Oracle's decision to cut around 20,000 jobs worldwide on 31 March has triggered a wave of anger from former staff, who say the company denied them stock awards worth up to $1 million (around £730,000) and offered bare‑bones severance as it doubles down on costly AI infrastructure projects.

The mass layoff, communicated via company‑wide emails sent under the banner 'Oracle Leadership,' hit employees across the US, India and other international hubs as part of a sweeping restructuring.

According to accounts given to TechCrunch and The Times of India, termination notices began landing as early as 6am Eastern time, informing staff their roles had been eliminated with immediate effect. Many only realised they had lost their jobs when their access to Oracle systems abruptly stopped working.

One former employee told TechCrunch they only discovered they had been dismissed when they tried to log in remotely. They said, 'I went to sign into the VPN, and it said, 'this user doesn't exist anymore.'

Then I called my friend, and she said, 'No, your account's been deactivated.' It is hardly an unusual story in modern tech layoffs, but it has become a rallying point for a workforce that, by design, had much of its pay tied up in future stock.

The sharpest grievance centres not on salary, but on equity that never had a chance to vest. TechCrunch reported that one long‑serving Oracle employee lost nearly $1 million (around £730,000) in restricted stock units (RSUs) that were only months away from vesting.

That sort of figure is the extreme end, but it captures why the fallout from the Oracle layoffs has been so intense.

RSUs have become a core part of technology pay, particularly for senior and long‑tenured staff. In boom times, they are pitched as a route to long‑term shared success. In downturns, or when a company is reshaping itself around a new priority such as AI, they can vanish overnight if vesting conditions are not met.

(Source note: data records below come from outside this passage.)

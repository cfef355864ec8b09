use crate::installer::{BackendConfig, InstallContext, Installed, Installer};
use crate::InstallerError;
use hatch_schema::{parse_declaration_file, Dependency, DependencyKind, DECLARATION_FILE};
use std::fs;
use std::path::{Component, Path, PathBuf};
use tracing::{debug, info};

/// A local directory of hatch packages, laid out as
/// `<root>/<name>/<version>/hatch_metadata.json` or
/// `<root>/<name>/hatch_metadata.json`.
#[derive(Debug, Clone)]
pub struct PackageSource {
    root: PathBuf,
}

impl PackageSource {
    pub fn new(root: impl Into<PathBuf>) -> Self {
        Self { root: root.into() }
    }

    pub fn root(&self) -> &Path {
        &self.root
    }

    /// Every version of `name` present in the source, unordered.
    pub fn available_versions(&self, name: &str) -> Vec<String> {
        let base = self.root.join(name);
        let mut versions = Vec::new();
        if let Some(v) = declared_version(&base) {
            versions.push(v);
        }
        if let Ok(entries) = fs::read_dir(&base) {
            for entry in entries.flatten() {
                if let Some(v) = declared_version(&entry.path()) {
                    if !versions.contains(&v) {
                        versions.push(v);
                    }
                }
            }
        }
        versions
    }

    /// Directory holding `name` at exactly `version`.
    pub fn locate(&self, name: &str, version: &str) -> Option<PathBuf> {
        let base = self.root.join(name);
        let versioned = base.join(version);
        [versioned, base]
            .into_iter()
            .find(|dir| declared_version(dir).as_deref() == Some(version))
    }
}

fn declared_version(dir: &Path) -> Option<String> {
    if !dir.join(DECLARATION_FILE).is_file() {
        return None;
    }
    parse_declaration_file(dir).ok().map(|d| d.version)
}

struct Slots {
    target: PathBuf,
    /// Copy in progress, renamed onto `target` once complete.
    staging: PathBuf,
    /// The replaced install, kept until commit so uninstall can restore it.
    previous: PathBuf,
}

/// Inter-package dependencies: copies a hatch package into the
/// environment directory.
pub struct HatchPackageInstaller {
    source: Option<PackageSource>,
    environment_dir: PathBuf,
}

impl HatchPackageInstaller {
    pub fn new(config: &BackendConfig) -> Self {
        Self {
            source: config.package_source.clone().map(PackageSource::new),
            environment_dir: config.environment_dir.clone(),
        }
    }

    /// Directories one package occupies. `name` must be a single plain
    /// path component so nothing lands outside the environment.
    fn slots(&self, name: &str) -> Result<Slots, InstallerError> {
        let mut parts = Path::new(name).components();
        match (parts.next(), parts.next()) {
            (Some(Component::Normal(_)), None) if !name.starts_with('.') && !name.contains('/') => {
                Ok(Slots {
                    target: self.environment_dir.join(name),
                    staging: self.environment_dir.join(format!(".{name}.partial")),
                    previous: self.environment_dir.join(format!(".{name}.previous")),
                })
            }
            _ => Err(InstallerError::UnsafeName(name.to_owned())),
        }
    }

    fn source_dir(&self, dependency: &Dependency) -> Result<PathBuf, InstallerError> {
        let version = dependency.resolved_version.as_deref().unwrap_or_default();
        let source = self
            .source
            .as_ref()
            .ok_or_else(|| InstallerError::Failed("no package source configured".to_owned()))?;
        source
            .locate(&dependency.name, version)
            .ok_or_else(|| InstallerError::VersionUnavailable {
                name: dependency.name.clone(),
                version: version.to_owned(),
            })
    }
}

impl Installer for HatchPackageInstaller {
    fn name(&self) -> &'static str {
        "hatch"
    }

    fn can_handle(&self, dependency: &Dependency) -> bool {
        dependency.kind == DependencyKind::Package
    }

    fn is_already_satisfied(
        &self,
        dependency: &Dependency,
        _ctx: &InstallContext,
    ) -> Result<bool, InstallerError> {
        let installed = declared_version(&self.slots(&dependency.name)?.target);
        Ok(installed.is_some() && installed == dependency.resolved_version)
    }

    fn install(
        &self,
        dependency: &Dependency,
        ctx: &InstallContext,
    ) -> Result<Installed, InstallerError> {
        let slots = self.slots(&dependency.name)?;
        let source = self.source_dir(dependency)?;
        ctx.check()?;

        if ctx.simulation() {
            ctx.progress(None, format!("would copy {}", source.display()));
            return Ok(Installed::new(
                dependency.resolved_version.clone(),
                Some(slots.target.display().to_string()),
            ));
        }

        if slots.staging.exists() {
            fs::remove_dir_all(&slots.staging)?;
        }
        fs::create_dir_all(&self.environment_dir)?;
        ctx.progress(Some(20), format!("copying {}", source.display()));
        copy_tree(&source, &slots.staging, ctx)?;
        ctx.check()?;
        if slots.target.exists() {
            if slots.previous.exists() {
                fs::remove_dir_all(&slots.previous)?;
            }
            debug!("keeping {} until commit", slots.target.display());
            fs::rename(&slots.target, &slots.previous)?;
        }
        fs::rename(&slots.staging, &slots.target)?;
        info!("installed hatch package {} into {}", dependency.name, slots.target.display());

        Ok(Installed::new(
            dependency.resolved_version.clone(),
            Some(slots.target.display().to_string()),
        ))
    }

    fn uninstall(
        &self,
        dependency: &Dependency,
        ctx: &InstallContext,
    ) -> Result<(), InstallerError> {
        let slots = self.slots(&dependency.name)?;
        if ctx.simulation() {
            ctx.progress(None, format!("would remove {}", slots.target.display()));
            return Ok(());
        }
        for dir in [&slots.staging, &slots.target] {
            if dir.exists() {
                debug!("removing {}", dir.display());
                fs::remove_dir_all(dir)?;
            }
        }
        if slots.previous.exists() {
            fs::rename(&slots.previous, &slots.target)?;
            info!("restored previous {} into {}", dependency.name, slots.target.display());
        }
        Ok(())
    }

    fn commit(&self, dependency: &Dependency, ctx: &InstallContext) -> Result<(), InstallerError> {
        let slots = self.slots(&dependency.name)?;
        if !ctx.simulation() && slots.previous.exists() {
            debug!("dropping {}", slots.previous.display());
            fs::remove_dir_all(&slots.previous)?;
        }
        Ok(())
    }
}

fn copy_tree(from: &Path, to: &Path, ctx: &InstallContext) -> Result<(), InstallerError> {
    fs::create_dir_all(to)?;
    for entry in fs::read_dir(from)? {
        let entry = entry?;
        let src = entry.path();
        let dst = to.join(entry.file_name());
        let file_type = entry.file_type()?;
        if file_type.is_dir() {
            ctx.check()?;
            copy_tree(&src, &dst, ctx)?;
        } else if file_type.is_file() {
            fs::copy(&src, &dst)?;
        }
    }
    Ok(())
}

Former Oracle staff say that unlike some rivals, the company did not accelerate vesting for RSUs that were close to maturing. Reports highlight that firms such asMeta, Microsoft and Cloudflare have, in previous rounds of cuts, offered more generous treatment of unvested equity and extended healthcare support. In that context, Oracle's decision looks notably austere.

The company's standard severance package has become a second flashpoint. According to multiple accounts, Oracle offered roughly four weeks' pay for the first year of service, plus one additional week per year thereafter, capped at 26 weeks.